Insulin‐ like growth factor‐II (IGF‐II) mRNA‐binding protein‐2 (IMP2) is one of the three homologues (IMP1‐3) that play an important role in the post‐transcriptional regulation of gene expression during development in several tissues including the nervous system. An alternative splice product of IMP2 lacking exon 10 aberrantly expresses in human hepatocellular carcinoma and is identified as HCC. Several lines of studies have demonstrated that IMP1/ZBP1 (zipcode binding protein) is critical in axon guidance and regeneration by regulating localization and translation of specific mRNAs. However, a role of IMP2 in the neural tissue is largely unknown.
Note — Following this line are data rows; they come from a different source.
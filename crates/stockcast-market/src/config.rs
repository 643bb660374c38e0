//! Configuration for stock analysis operations

use crate::error::{Result, StockError};
use serde::{Deserialize, Serialize};
use std::fmt;
use std::str::FromStr;
use std::sync::Arc;
use std::time::Duration;
use stockcast_llm::LLMProvider;
use stockcast_llm::providers::{GeminiConfig, GeminiProvider, OpenAIConfig, OpenAIProvider};
use stockcast_utils::env_var;
use tracing::{info, warn};

/// Default Gemini model
pub const DEFAULT_MODEL: &str = "gemini-2.5-flash";

/// Default model for OpenAI-compatible endpoints
pub const DEFAULT_OPENAI_MODEL: &str = "gpt-4o-mini";

/// Default number of trading days requested
pub const DEFAULT_HISTORY_DAYS: usize = 90;

/// Upper bound for `history_days`
pub const MAX_HISTORY_DAYS: usize = 365;

/// LLM backend used to fabricate stock data
#[derive(Debug, Clone, Copy, PartialEq, Eq, Default, Serialize, Deserialize)]
#[serde(rename_all = "lowercase")]
pub enum ProviderKind {
    /// Google Gemini `generateContent` (default)
    #[default]
    Gemini,
    /// Any OpenAI-compatible `/chat/completions` endpoint
    #[serde(rename = "openai")]
    OpenAi,
}

impl ProviderKind {
    /// Environment variables holding the API key, in lookup order
    pub fn api_key_vars(self) -> &'static [&'static str] {
        match self {
            Self::Gemini => &["GEMINI_API_KEY", "API_KEY"],
            Self::OpenAi => &["OPENAI_API_KEY"],
        }
    }

    /// Model used when none is configured
    pub fn default_model(self) -> &'static str {
        match self {
            Self::Gemini => DEFAULT_MODEL,
            Self::OpenAi => DEFAULT_OPENAI_MODEL,
        }
    }

    /// Generated token limit used when none is configured
    pub fn default_max_output_tokens(self) -> usize {
        match self {
            Self::Gemini => 32_768,
            // chat completion models cap output at 16k
            Self::OpenAi => 16_384,
        }
    }
}

impl fmt::Display for ProviderKind {
    fn fmt(&self, f: &mut fmt::Formatter<'_>) -> fmt::Result {
        match self {
            Self::Gemini => f.write_str("gemini"),
            Self::OpenAi => f.write_str("openai"),
        }
    }
}

impl FromStr for ProviderKind {
    type Err = StockError;

    fn from_str(s: &str) -> Result<Self> {
        match s.trim().to_ascii_lowercase().as_str() {
            "gemini" | "google" => Ok(Self::Gemini),
            "openai" | "openai-compatible" | "lmstudio" => Ok(Self::OpenAi),
            other => Err(StockError::ConfigError(format!(
                "unknown provider '{other}' (expected 'gemini' or 'openai')"
            ))),
        }
    }
}

/// Configuration for stock analysis operations
#[derive(Debug, Clone, Serialize, Deserialize)]
pub struct StockConfig {
    /// LLM backend
    pub provider: ProviderKind,

    /// Model identifier passed to the provider
    pub model: String,

    /// API key (not serialised)
    #[serde(skip)]
    pub api_key: Option<String>,

    /// Override for the provider's base URL
    pub api_base: Option<String>,

    /// Request timeout duration
    pub request_timeout: Duration,

    /// Sampling temperature (provider default when unset)
    pub temperature: Option<f32>,

    /// Upper bound on generated tokens per request
    pub max_output_tokens: usize,

    /// Number of trading days of history to request
    pub history_days: usize,

    /// Reject implausible numbers in model responses
    pub validate_responses: bool,
}

impl Default for StockConfig {
    fn default() -> Self {
        Self {
            provider: ProviderKind::Gemini,
            model: ProviderKind::Gemini.default_model().to_string(),
            api_key: None,
            api_base: None,
            request_timeout: Duration::from_secs(120),
            temperature: None,
            max_output_tokens: ProviderKind::Gemini.default_max_output_tokens(),
            history_days: DEFAULT_HISTORY_DAYS,
            validate_responses: true,
        }
    }
}

impl StockConfig {
    /// Create a new configuration builder
    pub fn builder() -> StockConfigBuilder {
        StockConfigBuilder::default()
    }

    /// Validate the configuration
    pub fn validate(&self) -> Result<()> {
        if self.model.trim().is_empty() {
            return Err(StockError::ConfigError("model must not be empty".to_string()));
        }

        if !(1..=MAX_HISTORY_DAYS).contains(&self.history_days) {
            return Err(StockError::ConfigError(format!(
                "history_days must be between 1 and {MAX_HISTORY_DAYS}, got {}",
                self.history_days
            )));
        }

        if self.request_timeout.is_zero() {
            return Err(StockError::ConfigError(
                "request_timeout must be greater than 0".to_string(),
            ));
        }

        if let Some(t) = self.temperature
            && !(0.0..=2.0).contains(&t)
        {
            return Err(StockError::ConfigError(format!(
                "temperature must be between 0.0 and 2.0, got {t}"
            )));
        }

        if self.provider == ProviderKind::Gemini && self.api_key.is_none() {
            return Err(StockError::ConfigError(
                "Gemini API key required (set GEMINI_API_KEY or API_KEY)".to_string(),
            ));
        }

        Ok(())
    }

    /// Build the LLM provider described by this configuration
    pub fn create_provider(&self) -> Result<Arc<dyn LLMProvider>> {
        let timeout_secs = self.request_timeout.as_secs().max(1);
        let provider: Arc<dyn LLMProvider> = match self.provider {
            ProviderKind::Gemini => {
                let key = self.api_key.clone().ok_or_else(|| {
                    StockError::ConfigError("Gemini API key required".to_string())
                })?;
                let mut config = GeminiConfig::new(key).with_timeout(timeout_secs);
                if let Some(base) = &self.api_base {
                    config = config.with_api_base(base);
                }
                Arc::new(GeminiProvider::with_config(config)?)
            }
            ProviderKind::OpenAi => {
                // Local OpenAI-compatible servers accept any key
                let mut config = OpenAIConfig::new(self.api_key.clone().unwrap_or_default())
                    .with_timeout(timeout_secs);
                if let Some(base) = &self.api_base {
                    config = config.with_api_base(base);
                }
                Arc::new(OpenAIProvider::with_config(config)?)
            }
        };

        info!(
            provider = %self.provider,
            model = %self.model,
            timeout_secs,
            "LLM provider ready"
        );
        Ok(provider)
    }
}

/// Builder for StockConfig
#[derive(Debug, Default)]
pub struct StockConfigBuilder {
    provider: Option<ProviderKind>,
    model: Option<String>,
    api_key: Option<String>,
    api_base: Option<String>,
    request_timeout: Option<Duration>,
    temperature: Option<f32>,
    max_output_tokens: Option<usize>,
    history_days: Option<usize>,
    validate_responses: Option<bool>,
}

impl StockConfigBuilder {
    /// Set the LLM backend
    pub fn provider(mut self, provider: ProviderKind) -> Self {
        self.provider = Some(provider);
        self
    }

    /// Set the model identifier
    pub fn model(mut self, model: impl Into<String>) -> Self {
        self.model = Some(model.into());
        self
    }

    /// Set the API key
    pub fn api_key(mut self, key: impl Into<String>) -> Self {
        self.api_key = Some(key.into());
        self
    }

    /// Set the provider base URL
    pub fn api_base(mut self, base: impl Into<String>) -> Self {
        self.api_base = Some(base.into());
        self
    }

    /// Set request timeout
    pub fn request_timeout(mut self, duration: Duration) -> Self {
        self.request_timeout = Some(duration);
        self
    }

    /// Set sampling temperature
    pub fn temperature(mut self, temperature: f32) -> Self {
        self.temperature = Some(temperature);
        self
    }

    /// Set the generated token limit
    pub fn max_output_tokens(mut self, tokens: usize) -> Self {
        self.max_output_tokens = Some(tokens);
        self
    }

    /// Set the number of trading days requested
    pub fn history_days(mut self, days: usize) -> Self {
        self.history_days = Some(days);
        self
    }

    /// Enable or disable response validation
    pub fn validate_responses(mut self, enabled: bool) -> Self {
        self.validate_responses = Some(enabled);
        self
    }

    /// Fill unset fields from `STOCKCAST_*` variables and the provider's key variable
    ///
    /// Values already set on the builder win over the environment.
    /// Unparseable numbers are logged and ignored.
    pub fn with_env(self) -> Self {
        self.with_lookup(env_var)
    }

    /// Same as [`with_env`](Self::with_env) over an arbitrary variable source
    pub fn with_lookup(mut self, lookup: impl Fn(&str) -> Option<String>) -> Self {
        if self.provider.is_none() {
            self.provider = parse_logged(&lookup, "STOCKCAST_PROVIDER");
        }
        if self.model.is_none() {
            self.model = lookup("STOCKCAST_MODEL");
        }
        if self.api_base.is_none() {
            self.api_base = lookup("STOCKCAST_API_BASE");
        }
        if self.request_timeout.is_none() {
            self.request_timeout =
                parse_logged::<u64>(&lookup, "STOCKCAST_TIMEOUT_SECS").map(Duration::from_secs);
        }
        if self.history_days.is_none() {
            self.history_days = parse_logged(&lookup, "STOCKCAST_HISTORY_DAYS");
        }
        if self.api_key.is_none() {
            let provider = self.provider.unwrap_or_default();
            self.api_key = provider.api_key_vars().iter().find_map(|key| lookup(*key));
        }
        self
    }

    /// Build the configuration
    pub fn build(self) -> Result<StockConfig> {
        let defaults = StockConfig::default();
        let provider = self.provider.unwrap_or(defaults.provider);

        let config = StockConfig {
            provider,
            model: self
                .model
                .unwrap_or_else(|| provider.default_model().to_string()),
            api_key: self.api_key,
            api_base: self.api_base,
            request_timeout: self.request_timeout.unwrap_or(defaults.request_timeout),
            temperature: self.temperature.or(defaults.temperature),
            max_output_tokens: self
                .max_output_tokens
                .unwrap_or_else(|| provider.default_max_output_tokens()),
            history_days: self.history_days.unwrap_or(defaults.history_days),
            validate_responses: self
                .validate_responses
                .unwrap_or(defaults.validate_responses),
        };

        config.validate()?;
        Ok(config)
    }
}

fn parse_logged<T>(lookup: impl Fn(&str) -> Option<String>, key: &str) -> Option<T>
where
    T: FromStr,
    T::Err: fmt::Display,
{
    match lookup(key)?.parse::<T>() {
        Ok(value) => Some(value),
        Err(e) => {
            warn!("Ignoring {}: {}", key, e);
            None
        }
    }
}
impl Dashboard {
    pub fn new(options: DashboardOptions) -> Self {
        Self { options }
    }

    pub fn options(&self) -> &DashboardOptions {
        &self.options
    }

    /// Full page for the given state
    pub fn render(&self, state: &AnalysisState) -> String {
        let mut out = self.header();

        if let Some(error) = &state.error {
            out.push_str(&self.error_banner(error));
        }
        if state.is_loading() {
            out.push_str(&self.notice(LOADING_NOTICE, Color::Cyan));
        }
        if state.is_ready() {
            out.push_str(&self.notice(
                "Ready to Analyze\nEnter a stock ticker above to begin.",
                Color::Grey,
            ));
        }
        if let Some(analysis) = &state.analysis {
            out.push_str(&self.render_basic(analysis));
            out.push_str(&self.render_advanced(analysis, state.is_analyzing()));
        }

        out.push_str(FOOTER);
        out.push('\n');
        out
    }

    /// Panels available after the first request
    pub fn render_basic(&self, analysis: &StockAnalysis) -> String {
        let mut out = self.stock_info(analysis);
        out.push_str(&self.price_chart(analysis));
        out.push_str(&self.dataset(analysis));
        out
    }

    /// Panels filled by the second request
    ///
    /// While `analyzing`, missing panels render as skeletons; otherwise they
    /// are left out.
    pub fn render_advanced(&self, analysis: &StockAnalysis, analyzing: bool) -> String {
        let mut out = String::new();

        let comparison = comparison_series(analysis);
        if analysis.historical_predictions.is_some() && !comparison.is_empty() {
            let chart = render_comparison_chart(
                &comparison,
                self.options.chart_width,
                self.options.chart_height,
            );
            out.push_str(&self.text_panel("Model Performance: Actual vs. Predicted", &chart));
        } else if analyzing && analysis.historical_predictions.is_none() {
            out.push_str(&self.skeleton());
        }

        match &analysis.key_metrics {
            Some(_) => out.push_str(&self.key_metrics(analysis)),
            None if analyzing => out.push_str(&self.skeleton()),
            None => {}
        }
        match &analysis.prediction {
            Some(_) => out.push_str(&self.prediction_card(analysis)),
            None if analyzing => out.push_str(&self.skeleton()),
            None => {}
        }
        match &analysis.related_stocks {
            Some(_) => out.push_str(&self.related_stocks(analysis)),
            None if analyzing => out.push_str(&self.skeleton()),
            None => {}
        }
        match &analysis.about {
            Some(about) => out.push_str(&self.wrapped_panel(
                &format!("About {}", analysis.company_info.name),
                about,
            )),
            None if analyzing => out.push_str(&self.skeleton()),
            None => {}
        }

        out
    }

    fn table(&self) -> Table {
        let mut table = Table::new();
        table
            .load_preset(UTF8_FULL_CONDENSED)
            .apply_modifier(UTF8_ROUND_CORNERS);
        if self.options.color {
            table.enforce_styling();
        } else {
            table.force_no_tty();
        }
        table
    }

    fn wrapping_table(&self) -> Table {
        let mut table = self.table();
        table
            .set_content_arrangement(ContentArrangement::Dynamic)
            .set_width(self.options.panel_width);
        table
    }

    /// Title panel with usage hint
    pub fn header(&self) -> String {
        let mut table = self.wrapping_table();
        table.add_row(vec![
            Cell::new(TITLE)
                .fg(Color::Cyan)
                .add_attribute(Attribute::Bold),
        ]);
        table.add_row(vec![INTRO]);
        format!("{table}\n\n")
    }

    pub fn error_banner(&self, message: &str) -> String {
        self.notice(message, Color::Red)
    }

    fn notice(&self, message: &str, color: Color) -> String {
        let mut table = self.table();
        table.add_row(vec![Cell::new(message).fg(color)]);
        format!("{table}\n\n")
    }

    fn skeleton(&self) -> String {
        let mut table = self.table();
        table.add_row(vec![Cell::new(SKELETON).fg(Color::DarkGrey)]);
        format!("{table}\n\n")
    }

    fn text_panel(&self, title: &str, body: &str) -> String {
        let mut table = self.table();
        table.add_row(vec![body.trim_end()]);
        panel(title, &table)
    }

    fn wrapped_panel(&self, title: &str, body: &str) -> String {
        let mut table = self.wrapping_table();
        table.add_row(vec![body]);
        panel(title, &table)
    }

    fn stock_info(&self, analysis: &StockAnalysis) -> String {
        let company = &analysis.company_info;
        let price = &analysis.current_price_info;

        let mut table = self.table();
        table.set_header(vec![Cell::new(&company.name).add_attribute(Attribute::Bold)]);
        table.add_row(vec![format!("{}: {}", company.exchange, company.ticker)]);
        table.add_row(vec![Cell::new(currency(price.price)).add_attribute(Attribute::Bold)]);
        table.add_row(vec![
            Cell::new(change_label(price.direction, price.change, price.change_percent))
                .fg(direction_color(price.direction)),
        ]);
        format!("{table}\n\n")
    }

    fn price_chart(&self, analysis: &StockAnalysis) -> String {
        let title = "Price History & Prediction";
        let series = price_series(analysis);
        if series.is_empty() {
            let mut table = self.table();
            table.add_row(vec![Cell::new(SKELETON).fg(Color::DarkGrey)]);
            return panel(title, &table);
        }
        let chart = render_price_chart(&series, self.options.chart_width, self.options.chart_height);
        self.text_panel(title, &chart)
    }

    fn dataset(&self, analysis: &StockAnalysis) -> String {
        let mut table = self.table();
        table.set_header(vec![
            "Date",
            "Open (₹)",
            "High (₹)",
            "Low (₹)",
            "Close (₹)",
            "Volume",
        ]);
        for row in &analysis.historical_data {
            table.add_row(vec![
                Cell::new(table_date(row.date)),
                Cell::new(fixed2(row.open)),
                Cell::new(fixed2(row.high)),
                Cell::new(fixed2(row.low)),
                Cell::new(fixed2(row.close)).add_attribute(Attribute::Bold),
                Cell::new(group_indian(row.volume)),
            ]);
        }
        for index in 1..6 {
            if let Some(column) = table.column_mut(index) {
                column.set_cell_alignment(CellAlignment::Right);
            }
        }

        panel(
            &format!("Historical Dataset (Last {} Days)", self.options.history_days),
            &table,
        )
    }

    fn key_metrics(&self, analysis: &StockAnalysis) -> String {
        let Some(metrics) = &analysis.key_metrics else {
            return String::new();
        };

        let market_cap = Some(metrics.market_cap.as_str()).filter(|s| !s.is_empty());
        let mut table = self.table();
        table
            .add_row(vec!["Market Cap".to_string(), text_or_na(market_cap)])
            .add_row(vec!["P/E Ratio".to_string(), number_or_na(metrics.pe_ratio)])
            .add_row(vec![
                "Div Yield".to_string(),
                text_or_na(metrics.div_yield.as_deref()),
            ])
            .add_row(vec!["Previous Close".to_string(), currency(metrics.previous_close)])
            .add_row(vec!["52-wk High".to_string(), currency(metrics.week52_high)])
            .add_row(vec!["52-wk Low".to_string(), currency(metrics.week52_low)]);
        panel("Key Metrics", &table)
    }

    fn prediction_card(&self, analysis: &StockAnalysis) -> String {
        let Some(prediction) = &analysis.prediction else {
            return String::new();
        };

        let last_close = analysis.current_price_info.price;
        let change = prediction.predicted_close - last_close;
        let change_percent = if last_close > 0.0 {
            change / last_close * 100.0
        } else {
            0.0
        };
        let direction = direction_between(last_close, prediction.predicted_close);

        let mut table = self.wrapping_table();
        table
            .add_row(vec![
                Cell::new("Predicted Next Close"),
                Cell::new(currency(prediction.predicted_close)).add_attribute(Attribute::Bold),
            ])
            .add_row(vec![
                Cell::new("Change"),
                Cell::new(change_label(direction, change, change_percent))
                    .fg(direction_color(direction)),
            ])
            .add_row(vec![Cell::new("Model Analysis"), Cell::new(&prediction.analysis)])
            .add_row(vec![
                Cell::new("Simulated Model Performance").add_attribute(Attribute::Bold),
                Cell::new(""),
            ])
            .add_row(vec![Cell::new("RMSE"), Cell::new(metric(prediction.rmse))])
            .add_row(vec![Cell::new("MAE"), Cell::new(metric(prediction.mae))])
            .add_row(vec![Cell::new("R² Score"), Cell::new(metric(prediction.r2_score))]);

        panel(
            &format!("AI Prediction for {}", analysis.company_info.ticker),
            &table,
        )
    }

    fn related_stocks(&self, analysis: &StockAnalysis) -> String {
        let Some(stocks) = &analysis.related_stocks else {
            return String::new();
        };

        let mut table = self.table();
        table.set_header(vec!["Ticker", "Name", "Price", "Change"]);
        for stock in stocks {
            let marker = direction_marker(stock.direction);
            let change = if marker.is_empty() {
                percent(stock.change_percent)
            } else {
                format!("{marker} {}", percent(stock.change_percent))
            };
            table.add_row(vec![
                Cell::new(&stock.ticker).add_attribute(Attribute::Bold),
                Cell::new(&stock.name),
                Cell::new(currency(stock.price)),
                Cell::new(change).fg(direction_color(stock.direction)),
            ]);
        }
        panel("Explore More", &table)
    }
}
Previously, we used a custom made IMP2‐specific antibody to locate the endogenous IMP2 expression in mouse neurons and glial cells at different developmental stages. Our pilot study shows that IMP2 expression is sustained throughout life and it may play a role to facilitate axon regeneration. In this study, we used the synapsin promoter‐driven adeno‐associated viral (AAV) 9 constructs to express YFP‐IMP2 and –HCC specifically in neurons both in vitro and in vivo . We applied AAV9.hSyn.YFP.PolyA, AAV9.hSyn.YFP‐hIMP2.PolyA and AAV9.hSyn.YFP‐hHCC.PolyA in the primary dorsal root ganglion mouse neuron culture as an in vitro model. We also injected the viral vectors into the crushed mouse sciatic nerve as an in vivo model. Our results demonstrate the moderate neuron‐specific transgene expression of IMP2/HCC in both models. The data indicate that the synapsin promoter‐driven AAV9 can be used as an important tool for further study of the role of IMP2 in the nervous system. Support or Funding Information This work is supported by the Department of Bio‐Medical Sciences, PCOM and Health Research Grant, Pennsylvania Department of Health.